We have applied Johnson‘s definition of force in analyzing whether an offense constitutes a crime of violence under the force clause of Section 4B1.2 of the Guidelines.3 United States v. Tucker, 641 F.3d 1110, 1117, 1124 (9th Cir. 2011); accord Johnson, 559 U.S. at 140, 130 S. Ct. 1265 (discussing “crime of violence” and “violent felony” as equivalent terms). Thus, to qualify as a crime of violence under the force clause, an offense under state law—as interpreted by that state‘s courts—must punish only conduct involving violent force as defined in Johnson.

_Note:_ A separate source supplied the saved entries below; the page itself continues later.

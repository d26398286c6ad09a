use std::collections::HashMap;
use std::sync::Arc;
use std::sync::atomic::{AtomicUsize, Ordering};
use std::time::Duration;

use async_trait::async_trait;
use tokio::sync::Mutex;
use tranche_core::{CacheStore, TrancheError};

/// Plain map store that never expires entries but remembers each write's TTL.
///
/// Lets tests inspect exactly what the range cache wrote and poison entries
/// with arbitrary bytes.
#[derive(Default)]
pub struct MapStore {
    entries: Mutex<HashMap<String, (Vec<u8>, Duration)>>,
}

impl MapStore {
    /// Empty store.
    #[must_use]
    pub fn new() -> Self {
        Self::default()
    }

    /// TTL recorded for `key`, if present.
    pub async fn ttl_of(&self, key: &str) -> Option<Duration> {
        self.entries.lock().await.get(key).map(|(_, ttl)| *ttl)
    }

    /// Raw bytes stored under `key`, if present.
    pub async fn raw(&self, key: &str) -> Option<Vec<u8>> {
        self.entries.lock().await.get(key).map(|(b, _)| b.clone())
    }

    /// Sorted list of stored keys.
    pub async fn keys(&self) -> Vec<String> {
        let mut keys: Vec<String> = self.entries.lock().await.keys().cloned().collect();
        keys.sort();
        keys
    }

    /// Number of stored entries.
    pub async fn len(&self) -> usize {
        self.entries.lock().await.len()
    }

    /// True when nothing is stored.
    pub async fn is_empty(&self) -> bool {
        self.entries.lock().await.is_empty()
    }

    /// Store `bytes` under `key` directly, bypassing any codec.
    pub async fn insert_raw(&self, key: impl Into<String>, bytes: Vec<u8>) {
        self.entries
            .lock()
            .await
            .insert(key.into(), (bytes, Duration::MAX));
    }
}

#[async_trait]
impl CacheStore for MapStore {
    fn name(&self) -> &'static str {
        "map"
    }

    async fn get(&self, key: &str) -> Result<Option<Vec<u8>>, TrancheError> {
        Ok(self.raw(key).await)
    }

    async fn set(&self, key: &str, value: Vec<u8>, ttl: Duration) -> Result<(), TrancheError> {
        self.entries
            .lock()
            .await
            .insert(key.to_owned(), (value, ttl));
        Ok(())
    }
}

/// Store that is down: reads and/or writes fail.
pub struct UnavailableStore {
    fail_reads: bool,
    fail_writes: bool,
}

impl Default for UnavailableStore {
    fn default() -> Self {
        Self::new()
    }
}

impl UnavailableStore {
    /// Every read and write fails.
    #[must_use]
    pub const fn new() -> Self {
        Self {
            fail_reads: true,
            fail_writes: true,
        }
    }

    /// Reads succeed as misses; writes fail.
    #[must_use]
    pub const fn failing_writes() -> Self {
        Self {
            fail_reads: false,
            fail_writes: true,
        }
    }
}

#[async_trait]
impl CacheStore for UnavailableStore {
    fn name(&self) -> &'static str {
        "unavailable"
    }

    async fn get(&self, _key: &str) -> Result<Option<Vec<u8>>, TrancheError> {
        if self.fail_reads {
            return Err(TrancheError::CacheRead("connection refused".into()));
        }
        Ok(None)
    }

    async fn set(&self, _key: &str, _value: Vec<u8>, _ttl: Duration) -> Result<(), TrancheError> {
        if self.fail_writes {
            return Err(TrancheError::CacheWrite("connection refused".into()));
        }
        Ok(())
    }
}

/// Wrapper that counts reads, hits and writes on another store.
///
/// An optional write delay keeps writes in flight long enough for tests to
/// cancel the query around them.
pub struct CountingStore {
    inner: Arc<dyn CacheStore>,
    gets: AtomicUsize,
    hits: AtomicUsize,
    sets: AtomicUsize,
    set_delay: Option<Duration>,
}

impl CountingStore {
    /// Count calls on `inner`.
    #[must_use]
    pub fn new(inner: Arc<dyn CacheStore>) -> Self {
        Self {
            inner,
            gets: AtomicUsize::new(0),
            hits: AtomicUsize::new(0),
            sets: AtomicUsize::new(0),
            set_delay: None,
        }
    }

    /// Sleep for `delay` before forwarding every write.
    #[must_use]
    pub const fn with_set_delay(mut self, delay: Duration) -> Self {
        self.set_delay = Some(delay);
        self
    }

    /// Number of `get` calls.
    pub fn gets(&self) -> usize {
        self.gets.load(Ordering::SeqCst)
    }

    /// Number of `get` calls that returned a value.
    pub fn hits(&self) -> usize {
        self.hits.load(Ordering::SeqCst)
    }

    /// Number of completed `set` calls.
    pub fn sets(&self) -> usize {
        self.sets.load(Ordering::SeqCst)
    }
}

#[async_trait]
impl CacheStore for CountingStore {
    fn name(&self) -> &'static str {
        "counting"
    }

    async fn get(&self, key: &str) -> Result<Option<Vec<u8>>, TrancheError> {
        self.gets.fetch_add(1, Ordering::SeqCst);
        let out = self.inner.get(key).await?;
        if out.is_some() {
            self.hits.fetch_add(1, Ordering::SeqCst);
        }
        Ok(out)
    }

    async fn set(&self, key: &str, value: Vec<u8>, ttl: Duration) -> Result<(), TrancheError> {
        if let Some(delay) = self.set_delay {
            tokio::time::sleep(delay).await;
        }
        self.inner.set(key, value, ttl).await?;
        self.sets.fetch_add(1, Ordering::SeqCst);
        Ok(())
    }
}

In light of Johnson, we must assess whether Arizona courts apply the armed rоbbery statute to punish conduct that does not involve violent force. Arizona‘s armed robbery statute provides:
A person commits armed robbery if, in the course of committing robbery as defined
in § 13-1902, such person or an accomplice: 1. Is armed with a deadly weapon or a simulated deadly weapon; or
2. Uses or threatens to use a deadly weapon or dangerous instrument or a simulated deadly weapon.
Under the categorical approach, “we must presume that [Molinar‘s] conviction rested upon [nothing] more than the least of th[e] acts criminalized.” Strickland, 860 F.3d at 1226-27 (second and third alterations in original) (quoting Moncrieffe, 133 S. Ct. at 1684). Because merely possessing a fake gun during a robbery is no more violent within the meaning of Johnson than robbery itself, armed robbery is indistinguishable from robbery for the purposes of the categorical analysis under the force clause. See United States v. Parnell, 818 F.3d 974, 978-80 (9th Cir. 2016). Our analysis therefore turns on whether Arizona robbery involves sufficient force under Johnson.

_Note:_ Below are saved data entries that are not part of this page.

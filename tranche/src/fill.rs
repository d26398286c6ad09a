use std::sync::Arc;
use std::time::Duration;

use chrono::{DateTime, Utc};
use tranche_core::{
    Bucket, BucketSource, Series, Ticker, TrancheError, decode_series, encode_series,
};

use crate::core::Tranche;

/// Result of filling one bucket, with the non-fatal issues met on the way.
pub(crate) struct BucketOutcome {
    pub(crate) start: DateTime<Utc>,
    pub(crate) series: Series,
    pub(crate) source: BucketSource,
    pub(crate) warnings: Vec<TrancheError>,
}

fn as_read_failure(e: TrancheError) -> TrancheError {
    if e.is_cache_failure() {
        e
    } else {
        TrancheError::CacheRead(e.to_string())
    }
}

fn as_write_failure(e: TrancheError) -> TrancheError {
    if e.is_cache_failure() {
        e
    } else {
        TrancheError::CacheWrite(e.to_string())
    }
}

impl Tranche {
    /// Return the series for exactly one bucket, from cache if possible.
    ///
    /// On a hit the cached series is returned as stored. On a miss, a failed
    /// read or an undecodable entry the upstream is asked for
    /// `[bucket.start, bucket.end)`; points it returns outside that interval
    /// are discarded, and the rest is written back with the TTL that `now`
    /// implies for this bucket. Cache problems are logged and
    /// never returned.
    ///
    /// # Errors
    /// Returns the upstream's error unmodified (`Upstream`), including
    /// per-call timeouts.
    pub async fn fetch_or_fill(
        &self,
        ticker: &Ticker,
        bucket: Bucket,
        now: DateTime<Utc>,
    ) -> Result<Series, TrancheError> {
        self.fill_bucket(ticker, bucket, now).await.map(|o| o.series)
    }

    #[cfg_attr(
        feature = "tracing",
        tracing::instrument(
            name = "tranche::fill::fill_bucket",
            skip_all,
            fields(ticker = %ticker, bucket_start = %bucket.start()),
        )
    )]
    pub(crate) async fn fill_bucket(
        &self,
        ticker: &Ticker,
        bucket: Bucket,
        now: DateTime<Utc>,
    ) -> Result<BucketOutcome, TrancheError> {
        let key = self.keys.key_for(ticker, &bucket);
        let mut warnings = Vec::new();

        match self.store.get(&key).await {
            Ok(Some(bytes)) => match decode_series(&bytes) {
                Ok(series) if series.ticker() == ticker => {
                    #[cfg(feature = "tracing")]
                    tracing::debug!(key = %key, points = series.len(), "bucket cache hit");
                    return Ok(BucketOutcome {
                        start: bucket.start(),
                        series,
                        source: BucketSource::Cache,
                        warnings,
                    });
                }
                Ok(series) => {
                    let e = TrancheError::Codec(format!(
                        "entry {key} holds series for {}, expected {ticker}",
                        series.ticker()
                    ));
                    #[cfg(feature = "tracing")]
                    tracing::warn!(key = %key, error = %e, "cached bucket rejected; refetching");
                    warnings.push(e);
                }
                Err(e) => {
                    #[cfg(feature = "tracing")]
                    tracing::warn!(key = %key, error = %e, "cached bucket undecodable; refetching");
                    warnings.push(e);
                }
            },
            Ok(None) => {
                #[cfg(feature = "tracing")]
                tracing::debug!(key = %key, "bucket cache miss");
            }
            Err(e) => {
                let e = as_read_failure(e);
                #[cfg(feature = "tracing")]
                tracing::warn!(
                    store = self.store.name(),
                    key = %key,
                    error = %e,
                    "cache read failed; treating as miss"
                );
                warnings.push(e);
            }
        }

        let points = self
            .upstream_call_with_timeout(ticker, bucket.start(), bucket.end())
            .await?;
        #[cfg(feature = "tracing")]
        let fetched = points.len();
        let mut series = Series::from_points(ticker.clone(), points);
        series.retain_within(bucket.start(), bucket.end());
        #[cfg(feature = "tracing")]
        if series.len() < fetched {
            tracing::debug!(
                key = %key,
                dropped = fetched - series.len(),
                "dropped foreign, duplicate or out-of-bucket upstream points"
            );
        }

        let ttl = self.ttl.ttl_for(&bucket, now);
        if let Some(e) = self.write_back(key, &series, ttl).await {
            warnings.push(e);
        }

        Ok(BucketOutcome {
            start: bucket.start(),
            series,
            source: BucketSource::Upstream,
            warnings,
        })
    }

    /// Encode and store `series`; returns the failure, if any, as a warning.
    ///
    /// The store call runs on its own task: if the caller is dropped while
    /// waiting, the write still completes.
    async fn write_back(&self, key: String, series: &Series, ttl: Duration) -> Option<TrancheError> {
        let bytes = match encode_series(series) {
            Ok(bytes) => bytes,
            Err(e) => {
                #[cfg(feature = "tracing")]
                tracing::warn!(key = %key, error = %e, "bucket not cacheable; skipping write");
                return Some(e);
            }
        };

        let store = Arc::clone(&self.store);
        #[cfg(feature = "tracing")]
        let log_key = key.clone();
        let task = tokio::spawn(async move { store.set(&key, bytes, ttl).await });

        match task.await {
            Ok(Ok(())) => {
                #[cfg(feature = "tracing")]
                tracing::debug!(key = %log_key, ttl_secs = ttl.as_secs(), "bucket cached");
                None
            }
            Ok(Err(e)) => {
                let e = as_write_failure(e);
                #[cfg(feature = "tracing")]
                tracing::warn!(
                    store = self.store.name(),
                    key = %log_key,
                    error = %e,
                    "cache write failed; continuing"
                );
                Some(e)
            }
            Err(join) => {
                let e = TrancheError::CacheWrite(format!("write task failed: {join}"));
                #[cfg(feature = "tracing")]
                tracing::warn!(error = %e, "cache write task did not finish");
                Some(e)
            }
        }
    }
}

Arizona‘s robbery statute provides that “[a] person commits robbery if in the course of taking any property of another from his person or immediate presence and against his will, such person threatens
or uses force against any person with intent either to coerce surrendеr of property or to prevent resistance to such person taking or retaining property.”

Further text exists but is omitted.